▸ TASK INSTRUCTIONS
Exactly the lines from the start of the data below through the line containing "pub trait EventSource" must be returned, and no others.
START DATA SECTION
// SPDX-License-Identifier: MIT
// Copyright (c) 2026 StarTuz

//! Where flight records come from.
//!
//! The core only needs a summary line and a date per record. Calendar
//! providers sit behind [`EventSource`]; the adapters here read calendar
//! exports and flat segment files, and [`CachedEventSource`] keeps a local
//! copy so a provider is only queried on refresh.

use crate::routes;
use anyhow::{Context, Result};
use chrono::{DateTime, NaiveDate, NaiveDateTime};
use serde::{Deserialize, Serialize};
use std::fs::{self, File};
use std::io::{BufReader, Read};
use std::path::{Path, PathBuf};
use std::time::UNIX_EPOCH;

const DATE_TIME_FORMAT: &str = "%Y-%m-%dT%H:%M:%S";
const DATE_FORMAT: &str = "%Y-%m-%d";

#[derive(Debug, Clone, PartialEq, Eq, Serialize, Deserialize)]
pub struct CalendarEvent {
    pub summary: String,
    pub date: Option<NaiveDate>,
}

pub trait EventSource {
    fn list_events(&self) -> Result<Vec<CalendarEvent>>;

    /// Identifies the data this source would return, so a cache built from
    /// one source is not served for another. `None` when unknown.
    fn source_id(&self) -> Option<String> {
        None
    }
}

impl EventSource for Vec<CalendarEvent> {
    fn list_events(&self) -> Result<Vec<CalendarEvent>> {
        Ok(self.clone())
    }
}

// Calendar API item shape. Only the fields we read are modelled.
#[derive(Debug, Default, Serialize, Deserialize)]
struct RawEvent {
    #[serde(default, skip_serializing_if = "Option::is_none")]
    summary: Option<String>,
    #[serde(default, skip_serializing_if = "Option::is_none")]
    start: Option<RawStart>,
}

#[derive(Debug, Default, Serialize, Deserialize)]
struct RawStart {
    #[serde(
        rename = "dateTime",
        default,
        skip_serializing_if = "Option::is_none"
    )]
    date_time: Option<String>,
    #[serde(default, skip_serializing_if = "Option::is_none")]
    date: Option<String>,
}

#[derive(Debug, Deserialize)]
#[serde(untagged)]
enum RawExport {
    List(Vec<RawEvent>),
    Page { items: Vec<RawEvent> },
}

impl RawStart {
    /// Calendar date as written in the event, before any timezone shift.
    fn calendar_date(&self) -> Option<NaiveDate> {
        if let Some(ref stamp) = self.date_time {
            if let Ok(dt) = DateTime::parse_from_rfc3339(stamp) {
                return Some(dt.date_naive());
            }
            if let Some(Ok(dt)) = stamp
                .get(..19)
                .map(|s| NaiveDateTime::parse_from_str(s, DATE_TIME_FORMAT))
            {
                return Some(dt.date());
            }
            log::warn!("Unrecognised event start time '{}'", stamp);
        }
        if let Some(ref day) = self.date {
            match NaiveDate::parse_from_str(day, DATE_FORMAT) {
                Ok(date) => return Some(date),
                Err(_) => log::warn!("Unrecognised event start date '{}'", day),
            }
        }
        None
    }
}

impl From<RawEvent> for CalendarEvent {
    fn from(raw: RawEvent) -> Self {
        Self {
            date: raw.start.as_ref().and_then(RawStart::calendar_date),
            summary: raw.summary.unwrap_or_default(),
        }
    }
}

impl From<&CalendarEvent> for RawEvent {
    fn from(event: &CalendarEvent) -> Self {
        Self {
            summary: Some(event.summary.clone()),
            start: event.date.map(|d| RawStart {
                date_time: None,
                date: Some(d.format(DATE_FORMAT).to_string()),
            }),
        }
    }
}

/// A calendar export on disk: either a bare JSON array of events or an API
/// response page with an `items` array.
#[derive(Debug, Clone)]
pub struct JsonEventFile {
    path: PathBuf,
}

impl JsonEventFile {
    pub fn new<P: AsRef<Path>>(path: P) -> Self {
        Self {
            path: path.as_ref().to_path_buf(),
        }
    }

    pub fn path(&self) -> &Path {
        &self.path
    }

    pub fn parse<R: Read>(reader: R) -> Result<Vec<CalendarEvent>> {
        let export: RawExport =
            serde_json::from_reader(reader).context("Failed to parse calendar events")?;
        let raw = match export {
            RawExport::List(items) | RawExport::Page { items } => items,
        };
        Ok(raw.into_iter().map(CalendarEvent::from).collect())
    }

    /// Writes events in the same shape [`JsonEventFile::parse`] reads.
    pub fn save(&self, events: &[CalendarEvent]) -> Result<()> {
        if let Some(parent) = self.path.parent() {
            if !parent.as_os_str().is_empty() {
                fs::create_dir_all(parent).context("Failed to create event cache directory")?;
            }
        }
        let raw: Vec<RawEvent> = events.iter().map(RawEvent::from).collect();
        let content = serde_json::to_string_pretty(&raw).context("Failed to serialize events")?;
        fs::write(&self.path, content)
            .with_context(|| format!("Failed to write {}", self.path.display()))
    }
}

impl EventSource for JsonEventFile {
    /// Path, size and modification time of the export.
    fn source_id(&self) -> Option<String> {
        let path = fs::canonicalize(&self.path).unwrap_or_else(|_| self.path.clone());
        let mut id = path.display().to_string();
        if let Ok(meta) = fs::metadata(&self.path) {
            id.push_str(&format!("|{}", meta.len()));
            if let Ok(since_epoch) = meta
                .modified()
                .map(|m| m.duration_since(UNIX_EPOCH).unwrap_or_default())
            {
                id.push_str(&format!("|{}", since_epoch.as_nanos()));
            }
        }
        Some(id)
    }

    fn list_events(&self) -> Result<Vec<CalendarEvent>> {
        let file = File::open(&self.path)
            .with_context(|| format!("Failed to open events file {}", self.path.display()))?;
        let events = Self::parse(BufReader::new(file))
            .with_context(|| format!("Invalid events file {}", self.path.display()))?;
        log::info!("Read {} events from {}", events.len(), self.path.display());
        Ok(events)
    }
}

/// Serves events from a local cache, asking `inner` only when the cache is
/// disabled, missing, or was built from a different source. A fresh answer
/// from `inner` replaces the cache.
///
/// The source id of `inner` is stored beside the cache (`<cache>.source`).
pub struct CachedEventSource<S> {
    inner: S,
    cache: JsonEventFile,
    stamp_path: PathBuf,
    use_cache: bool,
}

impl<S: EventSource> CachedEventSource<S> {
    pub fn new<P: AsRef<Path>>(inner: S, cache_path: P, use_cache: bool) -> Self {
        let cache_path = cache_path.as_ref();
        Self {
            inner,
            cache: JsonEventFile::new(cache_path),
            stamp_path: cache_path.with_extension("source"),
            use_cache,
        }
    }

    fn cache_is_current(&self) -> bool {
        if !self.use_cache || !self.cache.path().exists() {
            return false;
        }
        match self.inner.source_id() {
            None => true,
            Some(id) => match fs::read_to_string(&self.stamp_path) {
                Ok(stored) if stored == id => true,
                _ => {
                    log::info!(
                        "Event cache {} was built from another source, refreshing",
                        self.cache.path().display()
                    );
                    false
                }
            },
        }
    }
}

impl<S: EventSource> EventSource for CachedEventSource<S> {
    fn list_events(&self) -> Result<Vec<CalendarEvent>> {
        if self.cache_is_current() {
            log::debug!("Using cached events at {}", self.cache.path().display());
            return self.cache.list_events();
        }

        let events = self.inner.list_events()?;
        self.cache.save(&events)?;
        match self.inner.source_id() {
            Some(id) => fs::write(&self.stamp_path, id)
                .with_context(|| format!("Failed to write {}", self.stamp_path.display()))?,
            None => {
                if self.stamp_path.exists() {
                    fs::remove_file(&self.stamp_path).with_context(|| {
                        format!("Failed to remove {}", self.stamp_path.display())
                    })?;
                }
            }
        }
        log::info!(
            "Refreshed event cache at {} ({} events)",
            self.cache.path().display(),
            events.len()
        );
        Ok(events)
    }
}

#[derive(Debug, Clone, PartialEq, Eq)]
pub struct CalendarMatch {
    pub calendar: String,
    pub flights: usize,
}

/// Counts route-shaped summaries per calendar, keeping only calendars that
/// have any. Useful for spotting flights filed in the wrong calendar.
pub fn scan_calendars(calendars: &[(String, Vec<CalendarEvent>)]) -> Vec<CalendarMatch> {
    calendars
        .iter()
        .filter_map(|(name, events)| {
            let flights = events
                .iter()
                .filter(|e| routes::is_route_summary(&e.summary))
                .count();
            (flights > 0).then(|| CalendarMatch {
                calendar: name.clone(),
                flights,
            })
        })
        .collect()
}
END DATA SECTION
▸ RESPONSE
// SPDX-License-Identifier: MIT
// Copyright (c) 2026 StarTuz

//! Where flight records come from.
//!
//! The core only needs a summary line and a date per record. Calendar
//! providers sit behind [`EventSource`]; the adapters here read calendar
//! exports and flat segment files, and [`CachedEventSource`] keeps a local
//! copy so a provider is only queried on refresh.

use crate::routes;
use anyhow::{Context, Result};
use chrono::{DateTime, NaiveDate, NaiveDateTime};
use serde::{Deserialize, Serialize};
use std::fs::{self, File};
use std::io::{BufReader, Read};
use std::path::{Path, PathBuf};
use std::time::UNIX_EPOCH;

const DATE_TIME_FORMAT: &str = "%Y-%m-%dT%H:%M:%S";
const DATE_FORMAT: &str = "%Y-%m-%d";

#[derive(Debug, Clone, PartialEq, Eq, Serialize, Deserialize)]
pub struct CalendarEvent {
    pub summary: String,
    pub date: Option<NaiveDate>,
}

pub trait EventSource {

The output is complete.